** What the task requires **
Among the entries, find each line that includes the string "constants" and list it.

** Material provided **
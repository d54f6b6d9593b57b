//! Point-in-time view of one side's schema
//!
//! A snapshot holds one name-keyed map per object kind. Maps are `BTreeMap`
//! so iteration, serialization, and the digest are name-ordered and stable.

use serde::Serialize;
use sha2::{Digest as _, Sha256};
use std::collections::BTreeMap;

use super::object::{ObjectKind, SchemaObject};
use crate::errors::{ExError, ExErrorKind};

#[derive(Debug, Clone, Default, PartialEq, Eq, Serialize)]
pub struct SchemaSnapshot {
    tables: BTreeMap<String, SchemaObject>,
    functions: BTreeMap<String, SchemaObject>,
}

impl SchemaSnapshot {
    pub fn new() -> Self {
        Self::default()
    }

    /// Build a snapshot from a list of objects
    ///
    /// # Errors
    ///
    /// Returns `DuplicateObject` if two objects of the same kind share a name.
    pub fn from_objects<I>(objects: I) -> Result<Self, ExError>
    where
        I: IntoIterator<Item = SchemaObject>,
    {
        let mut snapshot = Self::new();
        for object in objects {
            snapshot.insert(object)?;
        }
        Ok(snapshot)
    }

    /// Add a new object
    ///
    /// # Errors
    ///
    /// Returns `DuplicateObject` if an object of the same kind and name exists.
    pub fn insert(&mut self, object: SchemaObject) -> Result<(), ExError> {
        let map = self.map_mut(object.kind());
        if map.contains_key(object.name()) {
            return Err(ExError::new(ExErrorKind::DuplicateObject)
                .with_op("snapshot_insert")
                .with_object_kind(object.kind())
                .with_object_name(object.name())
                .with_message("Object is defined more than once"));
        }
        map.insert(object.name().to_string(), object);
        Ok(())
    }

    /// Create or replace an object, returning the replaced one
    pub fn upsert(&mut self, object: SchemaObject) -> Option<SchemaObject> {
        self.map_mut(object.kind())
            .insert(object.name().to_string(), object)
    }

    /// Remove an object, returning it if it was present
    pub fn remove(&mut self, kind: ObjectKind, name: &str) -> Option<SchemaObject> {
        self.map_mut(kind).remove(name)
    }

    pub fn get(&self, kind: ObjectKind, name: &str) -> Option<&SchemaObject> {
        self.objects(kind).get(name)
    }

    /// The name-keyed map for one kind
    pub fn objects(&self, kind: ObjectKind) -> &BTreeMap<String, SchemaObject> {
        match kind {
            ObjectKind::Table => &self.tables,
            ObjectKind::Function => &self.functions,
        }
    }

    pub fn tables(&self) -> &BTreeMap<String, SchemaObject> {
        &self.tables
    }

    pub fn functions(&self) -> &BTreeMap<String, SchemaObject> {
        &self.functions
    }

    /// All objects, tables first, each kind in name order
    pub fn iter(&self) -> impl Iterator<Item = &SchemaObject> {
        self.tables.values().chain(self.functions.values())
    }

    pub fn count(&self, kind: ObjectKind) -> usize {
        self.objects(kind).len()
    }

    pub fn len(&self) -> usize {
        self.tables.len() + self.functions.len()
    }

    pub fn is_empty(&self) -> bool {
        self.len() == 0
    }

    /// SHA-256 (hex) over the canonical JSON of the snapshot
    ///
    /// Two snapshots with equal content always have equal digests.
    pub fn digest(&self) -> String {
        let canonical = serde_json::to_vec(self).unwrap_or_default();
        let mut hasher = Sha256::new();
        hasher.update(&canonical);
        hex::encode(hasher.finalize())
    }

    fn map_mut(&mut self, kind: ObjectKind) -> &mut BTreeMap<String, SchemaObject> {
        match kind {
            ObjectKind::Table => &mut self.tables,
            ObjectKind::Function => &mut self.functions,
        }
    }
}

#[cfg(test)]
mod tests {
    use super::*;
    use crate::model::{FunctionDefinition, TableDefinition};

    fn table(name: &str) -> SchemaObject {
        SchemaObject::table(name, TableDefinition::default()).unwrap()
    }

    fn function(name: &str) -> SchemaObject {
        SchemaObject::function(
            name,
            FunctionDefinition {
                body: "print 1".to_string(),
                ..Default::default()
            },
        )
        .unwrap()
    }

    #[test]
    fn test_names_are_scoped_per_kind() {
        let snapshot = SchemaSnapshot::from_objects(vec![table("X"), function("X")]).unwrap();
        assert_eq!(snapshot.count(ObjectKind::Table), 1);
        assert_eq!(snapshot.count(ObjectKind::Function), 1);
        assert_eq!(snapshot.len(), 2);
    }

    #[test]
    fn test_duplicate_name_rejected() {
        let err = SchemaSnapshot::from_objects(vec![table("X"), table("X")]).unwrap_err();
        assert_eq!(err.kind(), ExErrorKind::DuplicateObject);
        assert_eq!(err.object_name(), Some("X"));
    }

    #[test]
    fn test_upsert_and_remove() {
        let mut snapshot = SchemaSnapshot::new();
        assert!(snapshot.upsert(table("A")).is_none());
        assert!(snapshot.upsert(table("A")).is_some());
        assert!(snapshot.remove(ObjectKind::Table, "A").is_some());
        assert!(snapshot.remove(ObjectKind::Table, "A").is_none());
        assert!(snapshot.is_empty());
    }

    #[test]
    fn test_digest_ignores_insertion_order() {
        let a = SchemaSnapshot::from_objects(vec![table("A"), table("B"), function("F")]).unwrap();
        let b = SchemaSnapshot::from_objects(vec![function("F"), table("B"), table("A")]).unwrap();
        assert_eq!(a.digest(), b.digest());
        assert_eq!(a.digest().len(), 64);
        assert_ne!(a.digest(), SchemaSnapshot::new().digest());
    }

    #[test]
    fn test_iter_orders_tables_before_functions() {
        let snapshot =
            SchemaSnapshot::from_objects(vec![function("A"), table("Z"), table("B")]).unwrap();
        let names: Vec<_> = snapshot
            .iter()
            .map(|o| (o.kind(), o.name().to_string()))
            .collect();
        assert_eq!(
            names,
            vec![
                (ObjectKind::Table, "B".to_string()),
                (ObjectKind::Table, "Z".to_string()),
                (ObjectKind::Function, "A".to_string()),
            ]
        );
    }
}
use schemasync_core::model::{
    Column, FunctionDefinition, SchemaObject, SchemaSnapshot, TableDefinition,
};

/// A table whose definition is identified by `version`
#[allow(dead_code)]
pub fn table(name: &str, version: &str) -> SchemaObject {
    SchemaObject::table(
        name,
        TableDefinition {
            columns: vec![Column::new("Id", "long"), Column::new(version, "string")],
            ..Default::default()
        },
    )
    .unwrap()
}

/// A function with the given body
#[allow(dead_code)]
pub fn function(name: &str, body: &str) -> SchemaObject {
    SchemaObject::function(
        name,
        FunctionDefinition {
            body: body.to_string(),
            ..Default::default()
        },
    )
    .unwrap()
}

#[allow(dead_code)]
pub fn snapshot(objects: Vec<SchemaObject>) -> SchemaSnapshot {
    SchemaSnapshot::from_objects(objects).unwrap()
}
* * *
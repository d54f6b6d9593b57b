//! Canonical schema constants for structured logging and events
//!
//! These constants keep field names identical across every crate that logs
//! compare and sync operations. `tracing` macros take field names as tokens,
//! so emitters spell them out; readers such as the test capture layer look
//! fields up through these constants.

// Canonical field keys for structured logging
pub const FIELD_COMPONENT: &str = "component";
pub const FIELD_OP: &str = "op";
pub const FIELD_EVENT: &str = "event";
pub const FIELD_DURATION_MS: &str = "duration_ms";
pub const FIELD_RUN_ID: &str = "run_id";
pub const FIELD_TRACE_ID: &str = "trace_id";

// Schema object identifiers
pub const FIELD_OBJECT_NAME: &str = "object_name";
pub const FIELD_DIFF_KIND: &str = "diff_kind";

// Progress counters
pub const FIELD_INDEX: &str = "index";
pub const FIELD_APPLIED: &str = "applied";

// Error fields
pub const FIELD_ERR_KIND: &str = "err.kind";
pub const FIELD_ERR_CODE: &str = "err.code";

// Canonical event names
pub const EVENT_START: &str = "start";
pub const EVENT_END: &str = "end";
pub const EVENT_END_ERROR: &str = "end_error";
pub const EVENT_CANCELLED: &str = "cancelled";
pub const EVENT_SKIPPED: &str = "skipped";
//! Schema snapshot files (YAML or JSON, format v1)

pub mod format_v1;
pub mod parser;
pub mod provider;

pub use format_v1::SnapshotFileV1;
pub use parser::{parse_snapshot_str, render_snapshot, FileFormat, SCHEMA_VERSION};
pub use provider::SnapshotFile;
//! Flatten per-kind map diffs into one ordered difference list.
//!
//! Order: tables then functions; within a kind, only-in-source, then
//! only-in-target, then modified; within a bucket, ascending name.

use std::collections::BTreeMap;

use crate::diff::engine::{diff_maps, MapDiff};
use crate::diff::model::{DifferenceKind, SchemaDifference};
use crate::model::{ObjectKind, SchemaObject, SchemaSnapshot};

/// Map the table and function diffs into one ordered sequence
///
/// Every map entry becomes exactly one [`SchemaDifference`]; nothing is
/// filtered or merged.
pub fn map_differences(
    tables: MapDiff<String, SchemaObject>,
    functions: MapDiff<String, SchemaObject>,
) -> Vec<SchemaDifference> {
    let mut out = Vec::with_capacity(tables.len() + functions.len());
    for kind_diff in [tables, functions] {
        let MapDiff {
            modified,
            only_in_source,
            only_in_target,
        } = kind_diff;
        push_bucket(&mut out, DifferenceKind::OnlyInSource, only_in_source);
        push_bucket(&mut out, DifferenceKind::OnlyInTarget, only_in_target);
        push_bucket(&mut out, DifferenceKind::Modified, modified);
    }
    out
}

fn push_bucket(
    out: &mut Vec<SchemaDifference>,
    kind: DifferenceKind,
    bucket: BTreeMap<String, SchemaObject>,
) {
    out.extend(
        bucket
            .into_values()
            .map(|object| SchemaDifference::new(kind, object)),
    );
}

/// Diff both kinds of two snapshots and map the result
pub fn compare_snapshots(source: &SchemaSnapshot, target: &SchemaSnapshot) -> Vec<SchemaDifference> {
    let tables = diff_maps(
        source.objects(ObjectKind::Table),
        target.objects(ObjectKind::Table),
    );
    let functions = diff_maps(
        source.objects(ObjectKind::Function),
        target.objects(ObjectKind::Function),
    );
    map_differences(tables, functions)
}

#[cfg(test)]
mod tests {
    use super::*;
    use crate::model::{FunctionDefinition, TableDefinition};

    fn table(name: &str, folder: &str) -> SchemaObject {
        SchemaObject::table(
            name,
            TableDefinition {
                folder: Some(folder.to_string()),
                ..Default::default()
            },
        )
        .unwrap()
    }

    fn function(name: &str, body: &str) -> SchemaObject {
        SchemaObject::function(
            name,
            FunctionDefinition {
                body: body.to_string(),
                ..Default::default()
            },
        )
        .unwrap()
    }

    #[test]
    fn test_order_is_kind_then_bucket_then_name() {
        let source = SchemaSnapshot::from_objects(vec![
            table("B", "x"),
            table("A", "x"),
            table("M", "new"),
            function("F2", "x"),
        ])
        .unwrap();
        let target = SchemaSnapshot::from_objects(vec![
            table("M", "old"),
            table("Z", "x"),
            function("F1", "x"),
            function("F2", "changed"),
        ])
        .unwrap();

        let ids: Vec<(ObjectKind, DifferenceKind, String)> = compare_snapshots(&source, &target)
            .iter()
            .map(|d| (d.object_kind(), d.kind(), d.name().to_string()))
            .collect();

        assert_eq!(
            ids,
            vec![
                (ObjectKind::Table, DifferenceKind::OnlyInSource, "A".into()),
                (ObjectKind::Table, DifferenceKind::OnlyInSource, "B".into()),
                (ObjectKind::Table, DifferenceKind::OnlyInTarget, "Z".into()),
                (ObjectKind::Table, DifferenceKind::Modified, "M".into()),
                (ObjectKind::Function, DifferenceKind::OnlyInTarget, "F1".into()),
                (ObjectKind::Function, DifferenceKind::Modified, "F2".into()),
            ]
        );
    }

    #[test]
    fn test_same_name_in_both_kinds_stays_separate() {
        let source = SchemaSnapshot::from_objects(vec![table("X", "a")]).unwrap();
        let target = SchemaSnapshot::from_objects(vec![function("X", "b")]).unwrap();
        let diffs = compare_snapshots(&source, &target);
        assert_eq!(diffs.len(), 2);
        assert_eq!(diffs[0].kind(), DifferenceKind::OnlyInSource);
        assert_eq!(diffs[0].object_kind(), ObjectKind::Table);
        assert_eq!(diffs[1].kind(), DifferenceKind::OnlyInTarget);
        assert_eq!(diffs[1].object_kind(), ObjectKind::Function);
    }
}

** Solution to this task **
//! Canonical schema constants for structured logging and events
//! These constants keep field names identical across every crate that logs
//! fields up through these constants.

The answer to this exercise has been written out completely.